Task prompt:
Once every line in the data below has been checked for "SwerveModuleState", give the number of lines that hold it, and only that.

(Items from a dataset)
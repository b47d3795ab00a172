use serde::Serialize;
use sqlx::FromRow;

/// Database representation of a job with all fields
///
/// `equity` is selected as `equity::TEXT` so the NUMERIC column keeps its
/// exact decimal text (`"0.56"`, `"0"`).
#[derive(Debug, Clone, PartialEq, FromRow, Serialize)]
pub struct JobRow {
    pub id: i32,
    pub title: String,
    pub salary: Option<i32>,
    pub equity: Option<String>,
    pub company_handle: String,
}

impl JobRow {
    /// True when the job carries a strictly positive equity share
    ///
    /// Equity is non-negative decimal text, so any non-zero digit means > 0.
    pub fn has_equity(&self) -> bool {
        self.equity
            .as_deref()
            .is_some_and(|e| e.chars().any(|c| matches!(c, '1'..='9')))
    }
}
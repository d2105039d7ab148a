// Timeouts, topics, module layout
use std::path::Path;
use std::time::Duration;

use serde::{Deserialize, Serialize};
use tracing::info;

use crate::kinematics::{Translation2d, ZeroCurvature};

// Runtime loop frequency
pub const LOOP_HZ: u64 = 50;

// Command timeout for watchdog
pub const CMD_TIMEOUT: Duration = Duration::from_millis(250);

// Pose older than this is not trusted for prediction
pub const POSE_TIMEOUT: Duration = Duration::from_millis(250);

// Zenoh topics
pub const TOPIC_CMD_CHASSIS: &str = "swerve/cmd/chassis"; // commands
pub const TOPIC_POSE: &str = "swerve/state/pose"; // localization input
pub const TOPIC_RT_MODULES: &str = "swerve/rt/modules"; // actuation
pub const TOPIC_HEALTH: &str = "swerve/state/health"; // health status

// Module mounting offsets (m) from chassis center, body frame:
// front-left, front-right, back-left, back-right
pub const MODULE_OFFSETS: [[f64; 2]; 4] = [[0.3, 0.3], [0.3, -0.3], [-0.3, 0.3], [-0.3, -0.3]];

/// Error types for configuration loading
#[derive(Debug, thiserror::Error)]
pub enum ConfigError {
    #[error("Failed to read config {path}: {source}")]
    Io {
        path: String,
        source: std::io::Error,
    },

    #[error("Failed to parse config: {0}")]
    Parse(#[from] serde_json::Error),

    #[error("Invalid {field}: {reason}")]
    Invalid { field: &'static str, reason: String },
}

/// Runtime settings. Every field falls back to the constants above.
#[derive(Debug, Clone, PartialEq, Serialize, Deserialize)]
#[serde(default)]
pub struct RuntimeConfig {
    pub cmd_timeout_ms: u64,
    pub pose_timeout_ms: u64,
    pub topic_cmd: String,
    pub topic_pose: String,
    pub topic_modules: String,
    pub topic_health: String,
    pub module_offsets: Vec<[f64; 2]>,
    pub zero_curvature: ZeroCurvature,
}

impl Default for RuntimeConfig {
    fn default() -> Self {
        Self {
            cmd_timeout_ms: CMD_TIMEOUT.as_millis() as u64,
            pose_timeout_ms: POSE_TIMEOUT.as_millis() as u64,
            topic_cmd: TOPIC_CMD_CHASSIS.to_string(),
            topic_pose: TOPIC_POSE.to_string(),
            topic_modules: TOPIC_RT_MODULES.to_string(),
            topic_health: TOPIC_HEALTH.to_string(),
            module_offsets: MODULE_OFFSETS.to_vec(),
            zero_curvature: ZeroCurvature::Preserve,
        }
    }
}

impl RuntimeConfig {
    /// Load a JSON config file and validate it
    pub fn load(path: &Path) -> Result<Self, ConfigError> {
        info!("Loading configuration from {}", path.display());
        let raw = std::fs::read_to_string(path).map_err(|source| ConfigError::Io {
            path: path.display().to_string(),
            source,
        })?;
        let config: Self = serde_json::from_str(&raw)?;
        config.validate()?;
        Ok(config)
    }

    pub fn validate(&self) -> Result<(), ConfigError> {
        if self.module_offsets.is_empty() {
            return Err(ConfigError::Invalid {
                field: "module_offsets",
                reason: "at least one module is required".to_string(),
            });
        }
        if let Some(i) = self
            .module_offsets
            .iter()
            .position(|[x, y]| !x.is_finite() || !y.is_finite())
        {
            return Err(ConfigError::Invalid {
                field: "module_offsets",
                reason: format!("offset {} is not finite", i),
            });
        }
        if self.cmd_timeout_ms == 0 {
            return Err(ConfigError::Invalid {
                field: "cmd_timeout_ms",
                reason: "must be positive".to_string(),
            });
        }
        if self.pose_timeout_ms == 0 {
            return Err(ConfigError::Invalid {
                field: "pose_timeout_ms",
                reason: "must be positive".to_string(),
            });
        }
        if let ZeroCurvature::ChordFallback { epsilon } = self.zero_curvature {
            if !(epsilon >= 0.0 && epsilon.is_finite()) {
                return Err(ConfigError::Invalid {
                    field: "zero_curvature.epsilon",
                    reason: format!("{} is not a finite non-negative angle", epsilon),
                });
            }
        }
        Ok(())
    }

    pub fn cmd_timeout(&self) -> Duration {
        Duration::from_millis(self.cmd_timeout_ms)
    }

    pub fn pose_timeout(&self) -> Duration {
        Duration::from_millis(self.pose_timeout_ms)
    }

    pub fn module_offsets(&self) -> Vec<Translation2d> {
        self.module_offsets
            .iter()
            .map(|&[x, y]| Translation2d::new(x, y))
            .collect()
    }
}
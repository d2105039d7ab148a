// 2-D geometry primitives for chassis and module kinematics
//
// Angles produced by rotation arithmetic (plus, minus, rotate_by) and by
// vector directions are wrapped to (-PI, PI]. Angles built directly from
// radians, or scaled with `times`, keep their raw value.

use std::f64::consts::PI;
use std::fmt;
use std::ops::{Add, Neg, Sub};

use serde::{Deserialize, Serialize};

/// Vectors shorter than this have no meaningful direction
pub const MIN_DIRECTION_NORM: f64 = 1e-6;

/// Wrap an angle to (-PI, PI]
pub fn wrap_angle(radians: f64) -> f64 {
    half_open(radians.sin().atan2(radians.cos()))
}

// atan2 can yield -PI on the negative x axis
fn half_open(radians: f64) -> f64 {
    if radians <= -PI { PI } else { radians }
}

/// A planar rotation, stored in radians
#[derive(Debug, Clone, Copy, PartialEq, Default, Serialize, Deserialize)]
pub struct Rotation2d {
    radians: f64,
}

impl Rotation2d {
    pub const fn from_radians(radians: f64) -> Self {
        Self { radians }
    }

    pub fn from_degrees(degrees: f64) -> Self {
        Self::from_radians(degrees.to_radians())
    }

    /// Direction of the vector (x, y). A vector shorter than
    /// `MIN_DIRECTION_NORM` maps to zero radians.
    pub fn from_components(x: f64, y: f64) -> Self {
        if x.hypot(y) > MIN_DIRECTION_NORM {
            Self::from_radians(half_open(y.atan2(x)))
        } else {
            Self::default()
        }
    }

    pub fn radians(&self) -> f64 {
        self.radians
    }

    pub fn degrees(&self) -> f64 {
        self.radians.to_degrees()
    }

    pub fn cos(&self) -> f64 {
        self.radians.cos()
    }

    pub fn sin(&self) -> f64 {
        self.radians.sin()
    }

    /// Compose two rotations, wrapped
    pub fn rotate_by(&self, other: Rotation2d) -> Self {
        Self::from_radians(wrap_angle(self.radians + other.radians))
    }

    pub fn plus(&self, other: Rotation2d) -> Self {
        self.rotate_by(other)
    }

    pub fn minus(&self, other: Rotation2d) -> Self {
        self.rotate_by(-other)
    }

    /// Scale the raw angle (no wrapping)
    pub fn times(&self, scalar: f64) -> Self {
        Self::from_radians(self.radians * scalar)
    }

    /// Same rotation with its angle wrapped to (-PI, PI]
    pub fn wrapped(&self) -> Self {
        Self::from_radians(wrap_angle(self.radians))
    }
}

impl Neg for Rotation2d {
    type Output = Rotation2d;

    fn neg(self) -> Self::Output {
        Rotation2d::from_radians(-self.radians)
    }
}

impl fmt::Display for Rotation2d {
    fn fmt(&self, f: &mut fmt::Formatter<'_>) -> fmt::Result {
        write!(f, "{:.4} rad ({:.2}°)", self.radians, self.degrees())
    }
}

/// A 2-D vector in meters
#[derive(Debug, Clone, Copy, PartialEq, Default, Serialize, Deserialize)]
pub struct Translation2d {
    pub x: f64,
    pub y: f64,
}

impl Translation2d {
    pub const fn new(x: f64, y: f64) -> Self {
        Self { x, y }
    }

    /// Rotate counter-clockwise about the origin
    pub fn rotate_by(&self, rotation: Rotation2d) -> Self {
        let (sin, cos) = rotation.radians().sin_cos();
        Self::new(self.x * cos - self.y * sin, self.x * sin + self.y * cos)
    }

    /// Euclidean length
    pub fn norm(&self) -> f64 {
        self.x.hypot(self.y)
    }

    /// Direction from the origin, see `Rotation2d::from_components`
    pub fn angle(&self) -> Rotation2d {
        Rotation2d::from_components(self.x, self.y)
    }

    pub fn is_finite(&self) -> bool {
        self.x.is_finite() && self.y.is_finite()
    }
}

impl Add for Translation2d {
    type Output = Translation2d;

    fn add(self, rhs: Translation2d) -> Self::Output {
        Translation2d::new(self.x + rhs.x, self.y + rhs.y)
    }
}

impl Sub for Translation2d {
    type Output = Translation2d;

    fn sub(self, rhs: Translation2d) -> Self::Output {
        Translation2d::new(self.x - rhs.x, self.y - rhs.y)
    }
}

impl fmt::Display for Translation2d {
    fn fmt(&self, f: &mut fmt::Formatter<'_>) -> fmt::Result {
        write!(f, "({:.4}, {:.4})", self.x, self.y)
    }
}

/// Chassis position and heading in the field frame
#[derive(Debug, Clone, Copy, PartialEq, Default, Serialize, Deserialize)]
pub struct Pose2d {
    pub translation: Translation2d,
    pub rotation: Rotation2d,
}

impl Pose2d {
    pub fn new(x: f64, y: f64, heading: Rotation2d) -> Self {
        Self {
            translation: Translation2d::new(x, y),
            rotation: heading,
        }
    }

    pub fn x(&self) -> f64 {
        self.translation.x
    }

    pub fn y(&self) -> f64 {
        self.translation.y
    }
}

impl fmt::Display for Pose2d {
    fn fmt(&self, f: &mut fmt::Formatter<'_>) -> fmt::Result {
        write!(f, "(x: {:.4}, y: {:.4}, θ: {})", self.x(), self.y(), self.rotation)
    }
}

---

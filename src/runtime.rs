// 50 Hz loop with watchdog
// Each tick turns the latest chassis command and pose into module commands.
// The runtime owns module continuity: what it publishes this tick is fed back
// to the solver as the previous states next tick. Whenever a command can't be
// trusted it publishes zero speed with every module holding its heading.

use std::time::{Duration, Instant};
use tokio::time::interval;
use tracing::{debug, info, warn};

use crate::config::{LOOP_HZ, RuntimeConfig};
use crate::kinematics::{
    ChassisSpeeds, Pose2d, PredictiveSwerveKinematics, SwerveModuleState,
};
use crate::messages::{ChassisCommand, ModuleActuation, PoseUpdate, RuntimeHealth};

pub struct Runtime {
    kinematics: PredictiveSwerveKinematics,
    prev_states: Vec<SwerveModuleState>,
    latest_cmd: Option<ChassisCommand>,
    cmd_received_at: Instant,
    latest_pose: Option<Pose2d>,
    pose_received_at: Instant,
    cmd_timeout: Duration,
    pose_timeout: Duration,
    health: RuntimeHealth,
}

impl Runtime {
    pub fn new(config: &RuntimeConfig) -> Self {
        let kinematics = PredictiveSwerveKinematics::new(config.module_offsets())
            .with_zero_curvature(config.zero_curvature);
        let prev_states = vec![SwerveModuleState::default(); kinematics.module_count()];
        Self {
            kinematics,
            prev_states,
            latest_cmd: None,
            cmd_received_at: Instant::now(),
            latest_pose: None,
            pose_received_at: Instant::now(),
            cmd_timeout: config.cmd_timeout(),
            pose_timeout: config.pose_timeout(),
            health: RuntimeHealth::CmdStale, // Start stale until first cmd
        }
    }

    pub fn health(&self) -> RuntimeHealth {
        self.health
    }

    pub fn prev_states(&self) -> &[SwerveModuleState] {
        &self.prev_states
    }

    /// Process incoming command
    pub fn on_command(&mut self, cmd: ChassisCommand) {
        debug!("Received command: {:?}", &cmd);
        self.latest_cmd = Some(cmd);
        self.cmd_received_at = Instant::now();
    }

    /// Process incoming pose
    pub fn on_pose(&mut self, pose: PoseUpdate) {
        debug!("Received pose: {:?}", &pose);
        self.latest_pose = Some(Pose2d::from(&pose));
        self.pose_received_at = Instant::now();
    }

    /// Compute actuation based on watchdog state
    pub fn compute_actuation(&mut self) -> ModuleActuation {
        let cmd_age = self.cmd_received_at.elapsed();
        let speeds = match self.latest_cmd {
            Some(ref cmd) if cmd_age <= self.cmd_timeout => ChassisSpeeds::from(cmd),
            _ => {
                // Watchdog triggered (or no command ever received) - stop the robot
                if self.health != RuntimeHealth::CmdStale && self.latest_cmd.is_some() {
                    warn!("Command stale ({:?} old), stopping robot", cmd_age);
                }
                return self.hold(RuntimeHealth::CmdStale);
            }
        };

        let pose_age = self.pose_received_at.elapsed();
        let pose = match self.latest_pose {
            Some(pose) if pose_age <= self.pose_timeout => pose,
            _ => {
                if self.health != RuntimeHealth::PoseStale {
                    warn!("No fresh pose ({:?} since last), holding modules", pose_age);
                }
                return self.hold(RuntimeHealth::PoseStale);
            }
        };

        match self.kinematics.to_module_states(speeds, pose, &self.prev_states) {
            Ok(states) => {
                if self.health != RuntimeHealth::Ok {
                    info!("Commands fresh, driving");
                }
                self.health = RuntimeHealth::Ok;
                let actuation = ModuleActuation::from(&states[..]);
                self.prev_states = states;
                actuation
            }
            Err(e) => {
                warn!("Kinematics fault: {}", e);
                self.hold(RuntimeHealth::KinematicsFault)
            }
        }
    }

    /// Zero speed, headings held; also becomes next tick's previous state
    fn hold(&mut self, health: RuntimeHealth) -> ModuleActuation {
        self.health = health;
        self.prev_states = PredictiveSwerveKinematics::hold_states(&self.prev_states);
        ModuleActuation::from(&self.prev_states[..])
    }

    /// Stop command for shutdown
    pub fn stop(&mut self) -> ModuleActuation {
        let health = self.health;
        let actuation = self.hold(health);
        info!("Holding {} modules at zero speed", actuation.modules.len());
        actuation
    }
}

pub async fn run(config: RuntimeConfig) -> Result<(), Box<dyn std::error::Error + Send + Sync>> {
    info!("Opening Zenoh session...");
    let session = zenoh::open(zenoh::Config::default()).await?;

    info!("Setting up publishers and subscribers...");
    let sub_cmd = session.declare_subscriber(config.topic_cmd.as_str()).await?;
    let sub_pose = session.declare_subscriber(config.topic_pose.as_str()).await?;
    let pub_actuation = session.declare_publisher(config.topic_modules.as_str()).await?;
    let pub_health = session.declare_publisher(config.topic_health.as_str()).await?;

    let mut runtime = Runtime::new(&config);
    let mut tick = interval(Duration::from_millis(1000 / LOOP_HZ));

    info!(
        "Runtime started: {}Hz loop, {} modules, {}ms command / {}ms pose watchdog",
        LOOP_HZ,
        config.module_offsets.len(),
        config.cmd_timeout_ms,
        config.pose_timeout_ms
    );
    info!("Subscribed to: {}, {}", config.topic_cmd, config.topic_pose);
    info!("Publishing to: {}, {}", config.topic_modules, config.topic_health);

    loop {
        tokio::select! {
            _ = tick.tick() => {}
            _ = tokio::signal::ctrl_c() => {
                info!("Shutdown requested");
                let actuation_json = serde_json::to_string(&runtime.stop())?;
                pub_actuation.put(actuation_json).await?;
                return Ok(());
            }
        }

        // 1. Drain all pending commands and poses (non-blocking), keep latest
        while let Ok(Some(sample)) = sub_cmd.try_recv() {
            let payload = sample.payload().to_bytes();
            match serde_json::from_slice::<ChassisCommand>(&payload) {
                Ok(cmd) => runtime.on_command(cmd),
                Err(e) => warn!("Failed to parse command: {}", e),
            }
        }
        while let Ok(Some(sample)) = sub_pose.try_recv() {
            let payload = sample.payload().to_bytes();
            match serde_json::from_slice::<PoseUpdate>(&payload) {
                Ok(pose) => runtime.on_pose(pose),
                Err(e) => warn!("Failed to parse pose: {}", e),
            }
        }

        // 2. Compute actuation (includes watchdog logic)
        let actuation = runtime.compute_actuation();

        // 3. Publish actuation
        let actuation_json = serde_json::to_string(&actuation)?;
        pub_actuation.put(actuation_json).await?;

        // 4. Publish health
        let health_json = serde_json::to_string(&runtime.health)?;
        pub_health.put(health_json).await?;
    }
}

Response to this exercise:
4